French admiral (born 1967)

Pierre Dominique André Vandier (/fr/; born 26 October 1967) is a French admiral who serves as Supreme Allied Commander Transformation since 2024. He served as the Chief of the Naval Staff from 1 September 2020 to 31 August 2023, after having been head of the military cabinet of the Minister of the Armed Forces from 1 September 2018 to 31 August 2020, and commanding officer of the aircraft carrier Charles de Gaulle from 2013 to 2015.

== Biography ==

=== Early life and education ===
Pierre Vandier’s great-grandfather, Benjamin Vandier (1835-1878), was a naval officer, member of parliament and finally senator for Vendée. His great-uncle, also named Pierre Vandier (1873-1922), was also a naval officer. His father was a general officer in the supply corps of the French Navy.

In 1987, Pierre Vandier was awarded first place in the competitive exam for entry into the French Naval Academy (French: École navale), and he graduated in first place in 1989. He completed his application training onboard helicopter carrier Jeanne d’Arc during the first Gulf War.

=== Military career ===
At the end of the Jeanne d’Arc application campaign, he was assigned to the frigate Commandant Bory, involved in the operations of the first Gulf War in 1991 (Operation Artimon and support for Operation Daguet). From the summer of 1992, he trained as a fighter pilot in Salon de Provence, in Tours and then in Hyères, and joined the Landivisiau fighter squadrons on Super-Etendard fighter aircraft (squadron 17F, then 11F).

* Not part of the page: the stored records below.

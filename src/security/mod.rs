//! Security subsystem.
//!
//! # Data Flow
//! ```text
//! Incoming /ping request:
//!     → rate_limit.rs (global token bucket; 429 when empty)
//!     → Pass to deadline stage
//! ```
//!
//! # Design Decisions
//! - Fail fast: rejection never queues or waits
//! - One bucket for the whole server, not per client

pub mod rate_limit;

pub use rate_limit::{rate_limit_middleware, RateGate};
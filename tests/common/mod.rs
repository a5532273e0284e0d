//! Shared utilities for integration and load testing.

use std::future::Future;
use std::net::SocketAddr;
use std::sync::Arc;
use std::time::Duration;

use admission_harness::config::ServerConfig;
use admission_harness::http::HttpServer;
use admission_harness::lifecycle::Shutdown;
use tokio::io::{AsyncReadExt, AsyncWriteExt};
use tokio::net::TcpListener;

/// A harness server running on an ephemeral loopback port.
pub struct TestServer {
    pub addr: SocketAddr,
    pub shutdown: Shutdown,
}

impl TestServer {
    pub fn url(&self, path: &str) -> String {
        format!("http://{}{}", self.addr, path)
    }

    #[allow(dead_code)]
    pub fn base_url(&self) -> String {
        format!("http://{}", self.addr)
    }
}

impl Drop for TestServer {
    fn drop(&mut self) {
        self.shutdown.trigger();
    }
}

/// Start the server with `config` on `127.0.0.1:0`.
pub async fn start_server(config: ServerConfig) -> TestServer {
    let listener = TcpListener::bind("127.0.0.1:0").await.unwrap();
    let addr = listener.local_addr().unwrap();
    let shutdown = Shutdown::new();
    let server = HttpServer::new(config).unwrap();
    let rx = shutdown.subscribe();

    tokio::spawn(async move {
        let _ = server.run(listener, rx).await;
    });

    TestServer { addr, shutdown }
}

/// Start a mock upstream that always answers 200 with `response`.
#[allow(dead_code)]
pub async fn start_mock_upstream(response: &'static str) -> SocketAddr {
    start_programmable_upstream(move || async move { (200, response.to_string()) }).await
}

/// Start a mock upstream whose status and body come from `f`.
#[allow(dead_code)]
pub async fn start_programmable_upstream<F, Fut>(f: F) -> SocketAddr
where
    F: Fn() -> Fut + Send + Sync + 'static,
    Fut: Future<Output = (u16, String)> + Send + 'static,
{
    let listener = TcpListener::bind("127.0.0.1:0").await.unwrap();
    let addr = listener.local_addr().unwrap();
    let f = Arc::new(f);

    tokio::spawn(async move {
        while let Ok((mut socket, _)) = listener.accept().await {
            let f = f.clone();
            tokio::spawn(async move {
                // Consume the request head before answering.
                let mut buf = [0u8; 1024];
                let _ = socket.read(&mut buf).await;

                let (status, body) = f().await;
                let status_text = match status {
                    200 => "200 OK",
                    404 => "404 Not Found",
                    500 => "500 Internal Server Error",
                    503 => "503 Service Unavailable",
                    _ => "200 OK",
                };
                let response = format!(
                    "HTTP/1.1 {}\r\nContent-Length: {}\r\nConnection: close\r\n\r\n{}",
                    status_text,
                    body.len(),
                    body
                );
                let _ = socket.write_all(response.as_bytes()).await;
                let _ = socket.shutdown().await;
            });
        }
    });

    addr
}

/// Client without pooling surprises between tests.
#[allow(dead_code)]
pub fn client() -> reqwest::Client {
    reqwest::Client::builder()
        .timeout(Duration::from_secs(5))
        .build()
        .unwrap()
}
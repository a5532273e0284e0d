//! Metrics collection and exposition.
//!
//! # Responsibilities
//! - Define harness metrics (ping outcomes, latency, control updates, client attempts)
//! - Expose Prometheus-compatible metrics endpoint
//!
//! # Metrics
//! - `harness_ping_total` (counter): ping responses by outcome
//! - `harness_ping_duration_seconds` (histogram): server-side ping latency
//! - `harness_control_updates_total` (counter): control updates by group and result
//! - `harness_client_attempts_total` (counter): load harness attempts by outcome
//! - `harness_client_duration_seconds` (histogram): client-observed latency
//!
//! # Design Decisions
//! - Recording goes through the `metrics` facade; without an installed
//!   recorder every call is a no-op
//! - Exporter is opt-in via `observability.metrics_enabled`

use std::net::SocketAddr;
use std::time::Duration;

use metrics::{counter, histogram};
use metrics_exporter_prometheus::{BuildError, PrometheusBuilder};

/// Install the Prometheus recorder and its HTTP listener.
pub fn init_metrics(addr: SocketAddr) -> Result<(), BuildError> {
    PrometheusBuilder::new().with_http_listener(addr).install()?;
    tracing::info!(address = %addr, "Metrics exporter listening");
    Ok(())
}

pub fn record_ping(outcome: &'static str, elapsed: Duration) {
    counter!("harness_ping_total", "outcome" => outcome).increment(1);
    histogram!("harness_ping_duration_seconds", "outcome" => outcome).record(elapsed.as_secs_f64());
}

pub fn record_control_update(group: &'static str, accepted: bool) {
    let result = if accepted { "accepted" } else { "rejected" };
    counter!("harness_control_updates_total", "group" => group, "result" => result).increment(1);
}

pub fn record_client_attempt(outcome: &'static str, elapsed: Duration) {
    counter!("harness_client_attempts_total", "outcome" => outcome).increment(1);
    histogram!("harness_client_duration_seconds", "outcome" => outcome).record(elapsed.as_secs_f64());
}
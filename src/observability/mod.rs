//! Observability subsystem.
//!
//! # Data Flow
//! ```text
//! All subsystems produce:
//!     → logging.rs (structured log events)
//!     → metrics.rs (counters, histograms)
//!
//! Consumers:
//!     → Log aggregation (stdout)
//!     → Metrics endpoint (Prometheus scrape)
//! ```
//!
//! # Design Decisions
//! - Request ID flows through every log line of a request
//! - Metrics are cheap (atomic increments)

pub mod logging;
pub mod metrics;
//! Configuration loading from disk.

use std::fs;
use std::path::Path;

use thiserror::Error;

use crate::config::schema::ServerConfig;
use crate::config::validation::{validate_config, ValidationError};

/// Error type for configuration loading.
#[derive(Debug, Error)]
pub enum ConfigError {
    #[error("IO error: {0}")]
    Io(#[from] std::io::Error),

    #[error("Parse error: {0}")]
    Parse(#[from] toml::de::Error),

    #[error("Validation failed: {}", join_errors(.0))]
    Validation(Vec<ValidationError>),
}

fn join_errors(errors: &[ValidationError]) -> String {
    errors
        .iter()
        .map(ToString::to_string)
        .collect::<Vec<_>>()
        .join(", ")
}

/// Load and validate configuration from a TOML file.
pub fn load_config(path: &Path) -> Result<ServerConfig, ConfigError> {
    let content = fs::read_to_string(path)?;
    parse_config(&content)
}

/// Parse and validate configuration from TOML text.
pub fn parse_config(content: &str) -> Result<ServerConfig, ConfigError> {
    let config: ServerConfig = toml::from_str(content)?;
    validate_config(&config).map_err(ConfigError::Validation)?;
    Ok(config)
}
//! Control endpoint behaviour over real HTTP.

use admission_harness::config::ServerConfig;
use serde_json::{json, Value};

mod common;

#[tokio::test]
async fn test_defaults_are_exposed() {
    let server = common::start_server(ServerConfig::default()).await;
    let client = common::client();

    let rate: Value = client.get(server.url("/rate-limit")).send().await.unwrap().json().await.unwrap();
    assert_eq!(rate, json!({ "rate": 0.0, "burst": 1 }));

    let time: Value = client.get(server.url("/time-limit")).send().await.unwrap().json().await.unwrap();
    assert_eq!(time, json!({ "timeLimit": 0 }));

    let delay: Value = client.get(server.url("/delay")).send().await.unwrap().json().await.unwrap();
    assert_eq!(delay, json!({ "minimumDelay": 0, "maximumDelay": 0 }));
}

#[tokio::test]
async fn test_put_then_get_round_trips_and_gets_are_idempotent() {
    let server = common::start_server(ServerConfig::default()).await;
    let client = common::client();

    let res = client
        .put(server.url("/delay"))
        .json(&json!({ "minimumDelay": 10, "maximumDelay": 50 }))
        .send()
        .await
        .unwrap();
    assert_eq!(res.status(), 200);
    let echoed: Value = res.json().await.unwrap();
    assert_eq!(echoed, json!({ "minimumDelay": 10, "maximumDelay": 50 }));

    for _ in 0..3 {
        let current: Value = client.get(server.url("/delay")).send().await.unwrap().json().await.unwrap();
        assert_eq!(current, echoed);
    }

    let res = client
        .put(server.url("/delay"))
        .json(&json!({ "delay": 25 }))
        .send()
        .await
        .unwrap();
    let fixed: Value = res.json().await.unwrap();
    assert_eq!(fixed, json!({ "minimumDelay": 25, "maximumDelay": 25 }));

    let res = client
        .put(server.url("/time-limit"))
        .json(&json!({ "timeLimit": 250 }))
        .send()
        .await
        .unwrap();
    assert_eq!(res.status(), 200);
    let time: Value = client.get(server.url("/time-limit")).send().await.unwrap().json().await.unwrap();
    assert_eq!(time, json!({ "timeLimit": 250 }));
}

#[tokio::test]
async fn test_invalid_updates_leave_config_unchanged() {
    let server = common::start_server(ServerConfig::default()).await;
    let client = common::client();

    client
        .put(server.url("/rate-limit"))
        .json(&json!({ "rate": 5.0, "burst": 2 }))
        .send()
        .await
        .unwrap();

    for body in [
        json!({ "rate": -1.0, "burst": 2 }),
        json!({ "rate": 5.0, "burst": 0 }),
    ] {
        let res = client.put(server.url("/rate-limit")).json(&body).send().await.unwrap();
        assert_eq!(res.status(), 400);
        let err: Value = res.json().await.unwrap();
        assert!(err["error"].is_string());
    }

    let res = client
        .put(server.url("/rate-limit"))
        .header("content-type", "application/json")
        .body("{not json")
        .send()
        .await
        .unwrap();
    assert_eq!(res.status(), 400);

    let res = client
        .put(server.url("/delay"))
        .json(&json!({ "minimumDelay": 50, "maximumDelay": 10 }))
        .send()
        .await
        .unwrap();
    assert_eq!(res.status(), 400);

    let res = client
        .put(server.url("/time-limit"))
        .json(&json!({ "timeLimit": -1 }))
        .send()
        .await
        .unwrap();
    assert_eq!(res.status(), 400);

    let rate: Value = client.get(server.url("/rate-limit")).send().await.unwrap().json().await.unwrap();
    assert_eq!(rate, json!({ "rate": 5.0, "burst": 2 }));
    let delay: Value = client.get(server.url("/delay")).send().await.unwrap().json().await.unwrap();
    assert_eq!(delay, json!({ "minimumDelay": 0, "maximumDelay": 0 }));
}

#[tokio::test]
async fn test_control_endpoints_bypass_rate_gate() {
    let server = common::start_server(ServerConfig::default()).await;
    let client = common::client();

    client
        .put(server.url("/rate-limit"))
        .json(&json!({ "rate": 0.001, "burst": 1 }))
        .send()
        .await
        .unwrap();

    for _ in 0..5 {
        let res = client.get(server.url("/rate-limit")).send().await.unwrap();
        assert_eq!(res.status(), 200);
    }
}
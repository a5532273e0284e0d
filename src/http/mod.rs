//! HTTP protocol handling subsystem.
//!
//! # Data Flow
//! ```text
//! TCP/TLS connection
//!     → server.rs (Axum setup, request ID, trace, transport timeout)
//!     → /ping          → ping.rs (rate gate → deadline scope → delay → response)
//!     → /rate-limit, /time-limit, /delay → control plane handlers
//!     → response.rs (errors rendered as JSON)
//!     → Send to client
//! ```

pub mod ping;
pub mod request;
pub mod response;
pub mod server;
pub mod upstream;

pub use ping::{PingResponse, PingState};
pub use request::MakeRequestUuidV4;
pub use response::ApiError;
pub use server::{AppState, HttpServer, ServerError};
//! Configuration validation.
//!
//! # Responsibilities
//! - Semantic validation (serde handles syntactic)
//! - Validate value ranges (rate ≥ 0, burst ≥ 1, minimum ≤ maximum)
//! - Shared by startup config loading and runtime control updates
//!
//! # Design Decisions
//! - Startup validation returns all validation errors, not just first
//! - Validation is pure function: config → Result<(), ValidationError>
//! - Runs before config is accepted into the system

use std::net::SocketAddr;

use thiserror::Error;

use crate::config::schema::{
    DeadlineConfig, DelayConfig, HarnessConfig, RateLimitConfig, ServerConfig,
};

/// A violated configuration invariant.
#[derive(Debug, Clone, PartialEq, Error)]
pub enum ValidationError {
    #[error("rate must be a finite number >= 0, got {0}")]
    InvalidRate(f64),

    #[error("burst must be >= 1, got {0}")]
    BurstTooSmall(i64),

    #[error("burst must be <= {max}, got {value}", max = u32::MAX)]
    BurstTooLarge { value: i64 },

    #[error("{field} must be >= 0, got {value}")]
    NegativeDuration { field: &'static str, value: i64 },

    #[error("minimumDelay ({minimum}) must not exceed maximumDelay ({maximum})")]
    DelayRangeInverted { minimum: u64, maximum: u64 },

    #[error("{field} is not a valid socket address: {value}")]
    InvalidAddress { field: &'static str, value: String },

    #[error("{field} must be > 0")]
    ZeroTimeout { field: &'static str },

    #[error("{field} is not a valid http(s) URL: {value}")]
    InvalidUrl { field: &'static str, value: String },
}

/// A configuration group whose invariants can be checked in isolation.
pub trait Validate {
    fn validate(&self) -> Result<(), ValidationError>;
}

impl Validate for RateLimitConfig {
    fn validate(&self) -> Result<(), ValidationError> {
        if !self.rate.is_finite() || self.rate < 0.0 {
            return Err(ValidationError::InvalidRate(self.rate));
        }
        if self.burst < 1 {
            return Err(ValidationError::BurstTooSmall(i64::from(self.burst)));
        }
        Ok(())
    }
}

impl Validate for DeadlineConfig {
    fn validate(&self) -> Result<(), ValidationError> {
        // Every u64 millisecond value is a valid deadline; 0 means disabled.
        Ok(())
    }
}

impl Validate for DelayConfig {
    fn validate(&self) -> Result<(), ValidationError> {
        if self.minimum_ms > self.maximum_ms {
            return Err(ValidationError::DelayRangeInverted {
                minimum: self.minimum_ms,
                maximum: self.maximum_ms,
            });
        }
        Ok(())
    }
}

/// Convert a signed millisecond value from the wire into an unsigned one.
pub fn non_negative_millis(field: &'static str, value: i64) -> Result<u64, ValidationError> {
    u64::try_from(value).map_err(|_| ValidationError::NegativeDuration { field, value })
}

/// Convert a signed burst value from the wire into the bucket capacity.
pub fn burst_from_wire(value: i64) -> Result<u32, ValidationError> {
    if value < 1 {
        return Err(ValidationError::BurstTooSmall(value));
    }
    u32::try_from(value).map_err(|_| ValidationError::BurstTooLarge { value })
}

/// Validate a full server configuration, collecting every violation.
pub fn validate_config(config: &ServerConfig) -> Result<(), Vec<ValidationError>> {
    let mut errors = Vec::new();

    if config.listener.bind_address.parse::<SocketAddr>().is_err() {
        errors.push(ValidationError::InvalidAddress {
            field: "listener.bind_address",
            value: config.listener.bind_address.clone(),
        });
    }
    if config.observability.metrics_enabled
        && config.observability.metrics_address.parse::<SocketAddr>().is_err()
    {
        errors.push(ValidationError::InvalidAddress {
            field: "observability.metrics_address",
            value: config.observability.metrics_address.clone(),
        });
    }
    if config.server.request_timeout_secs == 0 {
        errors.push(ValidationError::ZeroTimeout {
            field: "server.request_timeout_secs",
        });
    }

    if let Some(url) = &config.upstream.url {
        if !is_http_url(url) {
            errors.push(ValidationError::InvalidUrl {
                field: "upstream.url",
                value: url.clone(),
            });
        }
    }

    let groups: [&dyn Validate; 3] = [&config.rate_limit, &config.time_limit, &config.delay];
    errors.extend(groups.iter().filter_map(|group| group.validate().err()));

    if errors.is_empty() {
        Ok(())
    } else {
        Err(errors)
    }
}

/// Validate load harness settings.
pub fn validate_harness(config: &HarnessConfig) -> Result<(), Vec<ValidationError>> {
    let mut errors = Vec::new();
    if !is_http_url(&config.base_url) {
        errors.push(ValidationError::InvalidUrl {
            field: "base_url",
            value: config.base_url.clone(),
        });
    }
    if errors.is_empty() {
        Ok(())
    } else {
        Err(errors)
    }
}

fn is_http_url(value: &str) -> bool {
    reqwest::Url::parse(value)
        .map(|url| matches!(url.scheme(), "http" | "https") && url.has_host())
        .unwrap_or(false)
}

He carried out several combat missions in Bosnia (1995/1997 – Operation Salamandre) and in Kosovo (1999 – Operation Trident). Transferred to Rafale aircraft in 2001, he assumed command of the 12F squadron, which was the first squadron of Rafale Marine aircraft, from 2002 to 2004. He completed the military testing of this new carrier-based fighter jet to prepare for its commissioning and carried out several missions in Afghanistan during Mission Agapanthe in 2004.

After completing his studies with the 12th class of the Joint College of Defence (French: Collège Interarmées de Défense), he held the position of head of the operations department of aircraft carrier Charles de Gaulle from 2005 to 2007. During this time, the air wing aircraft were again employed in Afghanistan in support of the troops of the ISAF (International Security Assistance Force, under the command of NATO). In the summer of 2007, he took command of frigate Surcouf and took part in Operation Thalatine to rescue hostages aboard the sailing yacht Ponant in the Indian Ocean.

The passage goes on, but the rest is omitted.